What is required = Among the lines below, some may contain the string "until". Say how many do, and give nothing besides the number.

(Saved data entries)
:::
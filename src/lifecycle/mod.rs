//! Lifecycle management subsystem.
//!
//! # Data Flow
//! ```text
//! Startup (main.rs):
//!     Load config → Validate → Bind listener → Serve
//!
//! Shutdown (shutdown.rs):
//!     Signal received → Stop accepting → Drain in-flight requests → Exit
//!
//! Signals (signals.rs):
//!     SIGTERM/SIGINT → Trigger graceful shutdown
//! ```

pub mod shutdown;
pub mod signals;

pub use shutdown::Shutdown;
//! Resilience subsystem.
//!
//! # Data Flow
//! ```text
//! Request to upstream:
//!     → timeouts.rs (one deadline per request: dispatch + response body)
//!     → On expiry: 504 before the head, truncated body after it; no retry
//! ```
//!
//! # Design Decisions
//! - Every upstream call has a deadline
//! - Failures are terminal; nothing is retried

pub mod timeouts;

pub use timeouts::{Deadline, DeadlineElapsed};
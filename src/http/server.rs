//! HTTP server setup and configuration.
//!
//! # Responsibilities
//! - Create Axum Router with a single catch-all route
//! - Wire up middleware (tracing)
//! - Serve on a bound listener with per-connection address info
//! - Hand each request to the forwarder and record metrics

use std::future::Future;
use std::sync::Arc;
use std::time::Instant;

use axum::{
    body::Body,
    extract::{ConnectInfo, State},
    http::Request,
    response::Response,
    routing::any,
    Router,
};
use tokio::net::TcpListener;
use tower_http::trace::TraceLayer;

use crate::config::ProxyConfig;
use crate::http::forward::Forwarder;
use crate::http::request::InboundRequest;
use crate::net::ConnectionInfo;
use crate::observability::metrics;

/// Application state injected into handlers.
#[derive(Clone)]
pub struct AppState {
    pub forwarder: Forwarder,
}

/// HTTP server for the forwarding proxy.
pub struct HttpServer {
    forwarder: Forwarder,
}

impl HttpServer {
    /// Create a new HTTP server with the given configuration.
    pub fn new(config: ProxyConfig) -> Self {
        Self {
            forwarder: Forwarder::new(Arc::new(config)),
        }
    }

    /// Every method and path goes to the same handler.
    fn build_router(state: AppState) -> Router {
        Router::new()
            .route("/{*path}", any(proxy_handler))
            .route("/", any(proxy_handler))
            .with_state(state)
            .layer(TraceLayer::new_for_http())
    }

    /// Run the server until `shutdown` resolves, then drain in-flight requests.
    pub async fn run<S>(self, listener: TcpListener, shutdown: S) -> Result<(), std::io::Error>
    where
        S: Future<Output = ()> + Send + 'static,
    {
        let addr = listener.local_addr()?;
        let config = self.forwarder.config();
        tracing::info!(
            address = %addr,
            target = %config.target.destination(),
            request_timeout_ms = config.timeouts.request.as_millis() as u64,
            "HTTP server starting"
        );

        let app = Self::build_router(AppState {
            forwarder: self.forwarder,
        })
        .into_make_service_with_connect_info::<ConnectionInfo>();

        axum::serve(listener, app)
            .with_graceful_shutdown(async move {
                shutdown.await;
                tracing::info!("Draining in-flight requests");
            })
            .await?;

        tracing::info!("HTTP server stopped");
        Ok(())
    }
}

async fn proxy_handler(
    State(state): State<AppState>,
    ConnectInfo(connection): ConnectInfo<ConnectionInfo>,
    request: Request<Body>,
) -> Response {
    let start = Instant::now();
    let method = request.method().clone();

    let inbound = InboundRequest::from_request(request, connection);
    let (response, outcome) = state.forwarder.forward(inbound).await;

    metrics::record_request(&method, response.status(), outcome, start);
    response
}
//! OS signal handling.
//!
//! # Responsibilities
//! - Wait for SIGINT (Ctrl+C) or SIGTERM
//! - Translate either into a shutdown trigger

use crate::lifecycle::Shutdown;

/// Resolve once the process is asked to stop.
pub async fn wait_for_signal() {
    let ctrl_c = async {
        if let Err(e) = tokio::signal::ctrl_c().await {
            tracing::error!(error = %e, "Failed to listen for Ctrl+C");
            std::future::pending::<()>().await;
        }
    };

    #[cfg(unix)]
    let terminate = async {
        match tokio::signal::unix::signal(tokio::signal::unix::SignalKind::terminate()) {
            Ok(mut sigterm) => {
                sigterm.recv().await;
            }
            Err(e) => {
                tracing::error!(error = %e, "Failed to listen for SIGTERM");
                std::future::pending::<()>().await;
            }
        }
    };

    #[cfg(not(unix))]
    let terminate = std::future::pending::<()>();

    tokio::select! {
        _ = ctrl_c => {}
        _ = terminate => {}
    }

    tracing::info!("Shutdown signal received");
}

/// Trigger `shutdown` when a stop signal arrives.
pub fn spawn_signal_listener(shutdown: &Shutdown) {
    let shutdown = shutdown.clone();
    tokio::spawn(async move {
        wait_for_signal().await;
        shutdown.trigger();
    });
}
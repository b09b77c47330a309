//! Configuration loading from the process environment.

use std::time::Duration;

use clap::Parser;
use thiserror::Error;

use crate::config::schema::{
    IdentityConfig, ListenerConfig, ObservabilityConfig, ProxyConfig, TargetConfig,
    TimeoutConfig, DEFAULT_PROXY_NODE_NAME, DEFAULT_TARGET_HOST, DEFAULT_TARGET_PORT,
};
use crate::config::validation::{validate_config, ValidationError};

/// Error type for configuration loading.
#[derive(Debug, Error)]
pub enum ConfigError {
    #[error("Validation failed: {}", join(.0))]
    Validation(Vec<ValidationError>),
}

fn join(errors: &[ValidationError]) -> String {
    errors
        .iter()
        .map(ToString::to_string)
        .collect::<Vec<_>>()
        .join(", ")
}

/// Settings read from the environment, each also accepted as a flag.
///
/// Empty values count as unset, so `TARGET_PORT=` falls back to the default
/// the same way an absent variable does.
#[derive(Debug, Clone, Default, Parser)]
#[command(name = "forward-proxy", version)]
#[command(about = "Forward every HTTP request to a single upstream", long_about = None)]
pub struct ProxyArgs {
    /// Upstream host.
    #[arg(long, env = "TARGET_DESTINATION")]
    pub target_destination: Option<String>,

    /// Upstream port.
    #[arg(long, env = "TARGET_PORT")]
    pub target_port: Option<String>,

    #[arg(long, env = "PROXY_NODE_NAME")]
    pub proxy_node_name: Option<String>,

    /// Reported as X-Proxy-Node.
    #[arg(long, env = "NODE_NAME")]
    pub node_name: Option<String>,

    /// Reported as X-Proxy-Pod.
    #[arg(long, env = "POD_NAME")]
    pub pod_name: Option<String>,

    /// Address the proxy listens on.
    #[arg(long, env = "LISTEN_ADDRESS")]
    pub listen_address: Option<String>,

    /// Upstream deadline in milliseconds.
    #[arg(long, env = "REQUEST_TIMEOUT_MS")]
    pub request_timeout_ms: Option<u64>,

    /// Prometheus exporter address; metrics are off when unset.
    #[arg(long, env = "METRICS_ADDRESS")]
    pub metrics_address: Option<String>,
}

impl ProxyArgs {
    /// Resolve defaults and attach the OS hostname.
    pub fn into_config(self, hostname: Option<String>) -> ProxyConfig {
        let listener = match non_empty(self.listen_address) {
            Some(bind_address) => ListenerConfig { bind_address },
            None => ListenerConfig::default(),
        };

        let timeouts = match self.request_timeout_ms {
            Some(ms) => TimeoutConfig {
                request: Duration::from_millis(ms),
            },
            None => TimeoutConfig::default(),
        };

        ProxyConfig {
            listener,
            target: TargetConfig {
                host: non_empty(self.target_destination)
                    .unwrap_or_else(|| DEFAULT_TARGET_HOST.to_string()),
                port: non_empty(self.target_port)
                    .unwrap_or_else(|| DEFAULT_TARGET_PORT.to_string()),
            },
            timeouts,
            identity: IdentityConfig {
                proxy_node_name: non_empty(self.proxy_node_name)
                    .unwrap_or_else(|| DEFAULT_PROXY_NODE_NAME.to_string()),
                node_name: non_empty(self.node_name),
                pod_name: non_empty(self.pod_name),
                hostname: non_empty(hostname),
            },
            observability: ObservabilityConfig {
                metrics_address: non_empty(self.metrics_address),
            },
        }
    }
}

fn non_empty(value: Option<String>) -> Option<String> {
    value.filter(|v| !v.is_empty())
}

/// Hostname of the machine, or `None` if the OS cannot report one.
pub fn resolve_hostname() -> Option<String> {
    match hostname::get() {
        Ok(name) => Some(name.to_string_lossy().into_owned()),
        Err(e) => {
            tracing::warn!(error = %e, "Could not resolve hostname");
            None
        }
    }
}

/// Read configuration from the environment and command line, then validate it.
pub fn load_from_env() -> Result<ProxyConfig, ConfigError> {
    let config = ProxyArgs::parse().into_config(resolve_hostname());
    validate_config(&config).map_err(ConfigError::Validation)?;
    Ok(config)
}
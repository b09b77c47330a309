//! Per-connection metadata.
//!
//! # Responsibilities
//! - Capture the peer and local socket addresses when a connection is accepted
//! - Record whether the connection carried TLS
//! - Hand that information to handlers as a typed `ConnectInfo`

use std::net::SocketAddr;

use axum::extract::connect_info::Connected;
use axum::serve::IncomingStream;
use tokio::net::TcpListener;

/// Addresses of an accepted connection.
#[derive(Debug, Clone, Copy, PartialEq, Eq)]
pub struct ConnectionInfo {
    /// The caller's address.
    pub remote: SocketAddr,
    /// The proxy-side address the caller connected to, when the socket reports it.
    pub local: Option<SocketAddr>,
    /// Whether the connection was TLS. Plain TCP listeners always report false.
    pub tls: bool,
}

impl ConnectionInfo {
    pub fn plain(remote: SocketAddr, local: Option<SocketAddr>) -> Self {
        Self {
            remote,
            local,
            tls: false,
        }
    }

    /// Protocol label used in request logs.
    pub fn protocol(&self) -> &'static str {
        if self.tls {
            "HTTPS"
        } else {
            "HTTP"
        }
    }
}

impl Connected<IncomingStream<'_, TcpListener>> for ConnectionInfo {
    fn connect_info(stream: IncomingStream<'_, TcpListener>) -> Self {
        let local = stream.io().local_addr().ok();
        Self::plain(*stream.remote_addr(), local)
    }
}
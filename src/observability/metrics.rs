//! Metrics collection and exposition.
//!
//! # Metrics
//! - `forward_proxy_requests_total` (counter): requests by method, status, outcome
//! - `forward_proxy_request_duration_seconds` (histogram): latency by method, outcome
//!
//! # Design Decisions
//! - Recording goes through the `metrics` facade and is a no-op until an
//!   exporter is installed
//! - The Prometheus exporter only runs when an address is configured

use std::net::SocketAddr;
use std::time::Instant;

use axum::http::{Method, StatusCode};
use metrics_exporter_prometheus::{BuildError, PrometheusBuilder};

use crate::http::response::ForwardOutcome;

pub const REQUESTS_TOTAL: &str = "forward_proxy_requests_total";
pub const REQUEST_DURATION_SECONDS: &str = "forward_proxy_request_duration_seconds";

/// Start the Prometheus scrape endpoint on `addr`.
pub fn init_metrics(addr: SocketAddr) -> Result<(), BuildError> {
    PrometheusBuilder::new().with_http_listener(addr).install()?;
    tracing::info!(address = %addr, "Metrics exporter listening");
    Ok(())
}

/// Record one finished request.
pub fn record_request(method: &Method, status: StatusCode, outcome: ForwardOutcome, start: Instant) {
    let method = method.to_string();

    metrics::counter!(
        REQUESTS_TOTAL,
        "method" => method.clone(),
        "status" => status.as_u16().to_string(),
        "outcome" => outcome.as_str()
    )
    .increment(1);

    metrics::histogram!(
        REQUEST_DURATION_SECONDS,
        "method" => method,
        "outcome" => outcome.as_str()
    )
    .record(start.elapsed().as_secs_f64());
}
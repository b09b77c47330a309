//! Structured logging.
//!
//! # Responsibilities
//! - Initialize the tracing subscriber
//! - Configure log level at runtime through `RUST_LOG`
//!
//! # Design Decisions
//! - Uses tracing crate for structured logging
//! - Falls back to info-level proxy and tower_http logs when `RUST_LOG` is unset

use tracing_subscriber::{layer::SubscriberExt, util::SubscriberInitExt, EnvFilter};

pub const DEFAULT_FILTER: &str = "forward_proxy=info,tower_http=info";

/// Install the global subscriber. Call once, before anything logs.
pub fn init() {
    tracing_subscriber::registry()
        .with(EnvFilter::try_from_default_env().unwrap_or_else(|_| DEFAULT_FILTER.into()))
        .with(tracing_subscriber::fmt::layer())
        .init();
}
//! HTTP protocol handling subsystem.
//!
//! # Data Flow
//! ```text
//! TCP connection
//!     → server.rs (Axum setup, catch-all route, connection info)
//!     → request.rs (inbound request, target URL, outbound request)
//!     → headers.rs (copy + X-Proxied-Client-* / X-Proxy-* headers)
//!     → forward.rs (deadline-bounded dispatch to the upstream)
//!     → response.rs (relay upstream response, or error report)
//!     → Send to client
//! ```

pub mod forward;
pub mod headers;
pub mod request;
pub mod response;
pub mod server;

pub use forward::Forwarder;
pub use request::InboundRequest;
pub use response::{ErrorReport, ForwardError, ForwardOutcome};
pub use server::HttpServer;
:::
Result below = 2